[Given data — start]
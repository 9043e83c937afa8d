#![forbid(unsafe_code)]

use std::env;
use std::sync::Arc;

use herald_kernel_contracts::ContractViolation;
use serde::{Deserialize, Serialize};
use thiserror::Error;

use crate::channel::{CommunicationError, PayloadChannel};
use crate::transport::{LoopbackChannel, LoopbackLink};

const NULL_STRING_LEN: i32 = -1;

#[derive(Debug, Clone, PartialEq, Error)]
pub enum WireError {
    #[error("parcel truncated: needed {needed} bytes, {remaining} remaining")]
    Truncated { needed: usize, remaining: usize },

    #[error("negative length {got} for {field}")]
    NegativeLength { field: &'static str, got: i32 },

    #[error("{field} exceeds limit: {got} > {limit}")]
    LimitExceeded {
        field: &'static str,
        limit: usize,
        got: usize,
    },

    #[error("string is not valid utf-8")]
    InvalidUtf8,

    #[error("missing required {field}")]
    MissingField { field: &'static str },

    #[error("parcel carries no handle at slot {index}")]
    UnknownHandle { index: i32 },

    #[error("unknown extra kind {kind}")]
    UnknownExtraKind { kind: i32 },

    #[error("decoded value violates contract: {0:?}")]
    Contract(ContractViolation),

    #[error(transparent)]
    Communication(#[from] CommunicationError),
}

impl From<ContractViolation> for WireError {
    fn from(value: ContractViolation) -> Self {
        Self::Contract(value)
    }
}

/// Decode limits. Missing fields in a serialized config take `mvp_v1` values.
#[derive(Debug, Clone, Copy, PartialEq, Eq, Serialize, Deserialize)]
#[serde(default)]
pub struct WireConfig {
    pub max_string_bytes: usize,
    pub max_extras: usize,
    pub max_parcel_objects: usize,
}

impl WireConfig {
    pub fn mvp_v1() -> Self {
        Self {
            max_string_bytes: 256 * 1024,
            max_extras: 512,
            max_parcel_objects: 1024,
        }
    }

    /// `mvp_v1` with `HERALD_WIRE_MAX_STRING_BYTES` / `HERALD_WIRE_MAX_EXTRAS`
    /// applied when set to a positive integer.
    pub fn from_env() -> Self {
        let mut config = Self::mvp_v1();
        if let Some(v) = env_usize("HERALD_WIRE_MAX_STRING_BYTES") {
            config.max_string_bytes = v;
        }
        if let Some(v) = env_usize("HERALD_WIRE_MAX_EXTRAS") {
            config.max_extras = v;
        }
        config
    }
}

impl Default for WireConfig {
    fn default() -> Self {
        Self::mvp_v1()
    }
}

fn env_usize(name: &str) -> Option<usize> {
    env::var(name)
        .ok()
        .and_then(|raw| raw.trim().parse::<usize>().ok())
        .filter(|v| *v > 0)
}

/// Flat byte buffer plus an out-of-band table of payload handles.
///
/// Integers are little-endian; strings are an `i32` byte length (`-1` for
/// null) followed by UTF-8 padded to a 4-byte boundary. Handles are written as
/// an index into the object table, which the transport carries beside the
/// bytes.
#[derive(Debug, Clone, Default)]
pub struct Parcel {
    data: Vec<u8>,
    pos: usize,
    objects: Vec<Arc<dyn PayloadChannel>>,
    config: WireConfig,
}

impl Parcel {
    pub fn new(config: WireConfig) -> Self {
        Self {
            data: Vec::new(),
            pos: 0,
            objects: Vec::new(),
            config,
        }
    }

    pub fn from_parts(
        data: Vec<u8>,
        objects: Vec<Arc<dyn PayloadChannel>>,
        config: WireConfig,
    ) -> Self {
        Self {
            data,
            pos: 0,
            objects,
            config,
        }
    }

    pub fn config(&self) -> &WireConfig {
        &self.config
    }

    pub fn as_bytes(&self) -> &[u8] {
        &self.data
    }

    pub fn object_count(&self) -> usize {
        self.objects.len()
    }

    pub fn len(&self) -> usize {
        self.data.len()
    }

    pub fn is_empty(&self) -> bool {
        self.data.is_empty()
    }

    pub fn position(&self) -> usize {
        self.pos
    }

    pub fn set_position(&mut self, pos: usize) {
        self.pos = pos.min(self.data.len());
    }

    pub fn remaining(&self) -> usize {
        self.data.len() - self.pos
    }

    /// Hands the parcel to another process over `link`: bytes are kept, every
    /// carried handle is replaced by a remote handle reaching back through the
    /// link. The read position is reset.
    pub fn transfer(self, link: &LoopbackLink) -> Parcel {
        let objects = self
            .objects
            .into_iter()
            .map(|object| {
                Arc::new(LoopbackChannel::connect(link, object, self.config))
                    as Arc<dyn PayloadChannel>
            })
            .collect();
        Parcel::from_parts(self.data, objects, self.config)
    }

    pub fn write_i32(&mut self, value: i32) {
        self.data.extend_from_slice(&value.to_le_bytes());
    }

    pub fn write_i64(&mut self, value: i64) {
        self.data.extend_from_slice(&value.to_le_bytes());
    }

    pub fn write_bool(&mut self, value: bool) {
        self.write_i32(i32::from(value));
    }

    pub fn write_string(&mut self, value: Option<&str>) -> Result<(), WireError> {
        let Some(value) = value else {
            self.write_i32(NULL_STRING_LEN);
            return Ok(());
        };
        let len = i32::try_from(value.len()).map_err(|_| WireError::LimitExceeded {
            field: "string",
            limit: i32::MAX as usize,
            got: value.len(),
        })?;
        self.write_i32(len);
        self.data.extend_from_slice(value.as_bytes());
        self.data.resize(self.data.len() + padding(value.len()), 0);
        Ok(())
    }

    pub fn write_strong_handle(
        &mut self,
        handle: Arc<dyn PayloadChannel>,
    ) -> Result<(), WireError> {
        if self.objects.len() >= self.config.max_parcel_objects {
            return Err(WireError::LimitExceeded {
                field: "parcel.objects",
                limit: self.config.max_parcel_objects,
                got: self.objects.len() + 1,
            });
        }
        let index = i32::try_from(self.objects.len()).map_err(|_| WireError::LimitExceeded {
            field: "parcel.objects",
            limit: i32::MAX as usize,
            got: self.objects.len(),
        })?;
        self.objects.push(handle);
        self.write_i32(index);
        Ok(())
    }

    pub fn read_i32(&mut self) -> Result<i32, WireError> {
        let bytes = self.take::<4>()?;
        Ok(i32::from_le_bytes(bytes))
    }

    pub fn read_i64(&mut self) -> Result<i64, WireError> {
        let bytes = self.take::<8>()?;
        Ok(i64::from_le_bytes(bytes))
    }

    pub fn read_bool(&mut self) -> Result<bool, WireError> {
        Ok(self.read_i32()? != 0)
    }

    /// Reads the next `i32` without moving the read position.
    pub fn peek_i32(&self) -> Option<i32> {
        let end = self.pos.checked_add(4)?;
        let bytes: [u8; 4] = self.data.get(self.pos..end)?.try_into().ok()?;
        Some(i32::from_le_bytes(bytes))
    }

    pub fn read_string(&mut self) -> Result<Option<String>, WireError> {
        let len = self.read_i32()?;
        if len == NULL_STRING_LEN {
            return Ok(None);
        }
        let len = self.read_len("string", len, self.config.max_string_bytes)?;
        let padded = len + padding(len);
        self.ensure(padded)?;
        let bytes = self.data[self.pos..self.pos + len].to_vec();
        self.pos += padded;
        String::from_utf8(bytes)
            .map(Some)
            .map_err(|_| WireError::InvalidUtf8)
    }

    pub fn read_required_string(&mut self, field: &'static str) -> Result<String, WireError> {
        self.read_string()?
            .ok_or(WireError::MissingField { field })
    }

    pub fn read_strong_handle(&mut self) -> Result<Arc<dyn PayloadChannel>, WireError> {
        let index = self.read_i32()?;
        usize::try_from(index)
            .ok()
            .and_then(|i| self.objects.get(i))
            .cloned()
            .ok_or(WireError::UnknownHandle { index })
    }

    /// Validates a wire length against `limit` and converts it to `usize`.
    pub fn read_len(
        &self,
        field: &'static str,
        len: i32,
        limit: usize,
    ) -> Result<usize, WireError> {
        let len = usize::try_from(len).map_err(|_| WireError::NegativeLength { field, got: len })?;
        if len > limit {
            return Err(WireError::LimitExceeded {
                field,
                limit,
                got: len,
            });
        }
        Ok(len)
    }

    fn ensure(&self, needed: usize) -> Result<(), WireError> {
        if self.remaining() < needed {
            return Err(WireError::Truncated {
                needed,
                remaining: self.remaining(),
            });
        }
        Ok(())
    }

    fn take<const N: usize>(&mut self) -> Result<[u8; N], WireError> {
        self.ensure(N)?;
        let mut out = [0u8; N];
        out.copy_from_slice(&self.data[self.pos..self.pos + N]);
        self.pos += N;
        Ok(out)
    }
}

fn padding(len: usize) -> usize {
    (4 - len % 4) % 4
}

#[cfg(test)]
mod tests {
    use super::*;
    use crate::channel::LocalPayload;
    use herald_kernel_contracts::payload::NotificationPayload;

    #[test]
    fn at_parcel_01_strings_keep_null_distinct_from_empty() {
        let mut parcel = Parcel::new(WireConfig::mvp_v1());
        parcel.write_string(None).unwrap();
        parcel.write_string(Some("")).unwrap();
        parcel.write_string(Some("abcde")).unwrap();
        parcel.write_i32(7);

        assert_eq!(parcel.len(), 4 + 4 + (4 + 8) + 4);
        assert_eq!(parcel.read_string().unwrap(), None);
        assert_eq!(parcel.read_string().unwrap().as_deref(), Some(""));
        assert_eq!(parcel.read_string().unwrap().as_deref(), Some("abcde"));
        assert_eq!(parcel.read_i32().unwrap(), 7);
        assert_eq!(parcel.remaining(), 0);
    }

    #[test]
    fn at_parcel_02_peek_does_not_consume() {
        let mut parcel = Parcel::new(WireConfig::mvp_v1());
        parcel.write_i32(0x1234);
        assert_eq!(parcel.peek_i32(), Some(0x1234));
        assert_eq!(parcel.position(), 0);
        assert_eq!(parcel.read_i32().unwrap(), 0x1234);
        assert_eq!(parcel.peek_i32(), None);
    }

    #[test]
    fn at_parcel_03_truncated_read_fails() {
        let mut parcel = Parcel::from_parts(vec![1, 2], Vec::new(), WireConfig::mvp_v1());
        assert_eq!(
            parcel.read_i32(),
            Err(WireError::Truncated {
                needed: 4,
                remaining: 2
            })
        );
    }

    #[test]
    fn at_parcel_04_oversized_string_is_rejected_before_copy() {
        let config = WireConfig {
            max_string_bytes: 4,
            ..WireConfig::mvp_v1()
        };
        let mut parcel = Parcel::new(config);
        parcel.write_string(Some("too long")).unwrap();
        assert!(matches!(
            parcel.read_string(),
            Err(WireError::LimitExceeded { field: "string", .. })
        ));
    }

    #[test]
    fn at_parcel_05_handles_resolve_by_slot() {
        let mut parcel = Parcel::new(WireConfig::mvp_v1());
        parcel
            .write_strong_handle(LocalPayload::new(NotificationPayload::default()))
            .unwrap();
        parcel.write_i32(3);
        assert_eq!(parcel.object_count(), 1);

        assert!(parcel.read_strong_handle().is_ok());
        assert_eq!(
            parcel.read_strong_handle().err(),
            Some(WireError::UnknownHandle { index: 3 })
        );
    }

    #[test]
    fn at_parcel_06_partial_config_keeps_defaults() {
        let config: WireConfig = serde_json::from_str(r#"{"max_extras": 8}"#).unwrap();
        assert_eq!(config.max_extras, 8);
        assert_eq!(config.max_string_bytes, WireConfig::mvp_v1().max_string_bytes);
    }
}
[Given data — finish]
What the task asks — Could you write out, exactly as they stand, only the lines above that begin at the line with "self.read_string()?" and stop after the line with "fn take<const N: usize>(&mut"?

Result for this exercise —
        self.read_string()?
            .ok_or(WireError::MissingField { field })
    }

    pub fn read_strong_handle(&mut self) -> Result<Arc<dyn PayloadChannel>, WireError> {
        let index = self.read_i32()?;
        usize::try_from(index)
            .ok()
            .and_then(|i| self.objects.get(i))
            .cloned()
            .ok_or(WireError::UnknownHandle { index })
    }

    /// Validates a wire length against `limit` and converts it to `usize`.
    pub fn read_len(
        &self,
        field: &'static str,
        len: i32,
        limit: usize,
    ) -> Result<usize, WireError> {
        let len = usize::try_from(len).map_err(|_| WireError::NegativeLength { field, got: len })?;
        if len > limit {
            return Err(WireError::LimitExceeded {
                field,
                limit,
                got: len,
            });
        }
        Ok(len)
    }

    fn ensure(&self, needed: usize) -> Result<(), WireError> {
        if self.remaining() < needed {
            return Err(WireError::Truncated {
                needed,
                remaining: self.remaining(),
            });
        }
        Ok(())
    }

    fn take<const N: usize>(&mut self) -> Result<[u8; N], WireError> {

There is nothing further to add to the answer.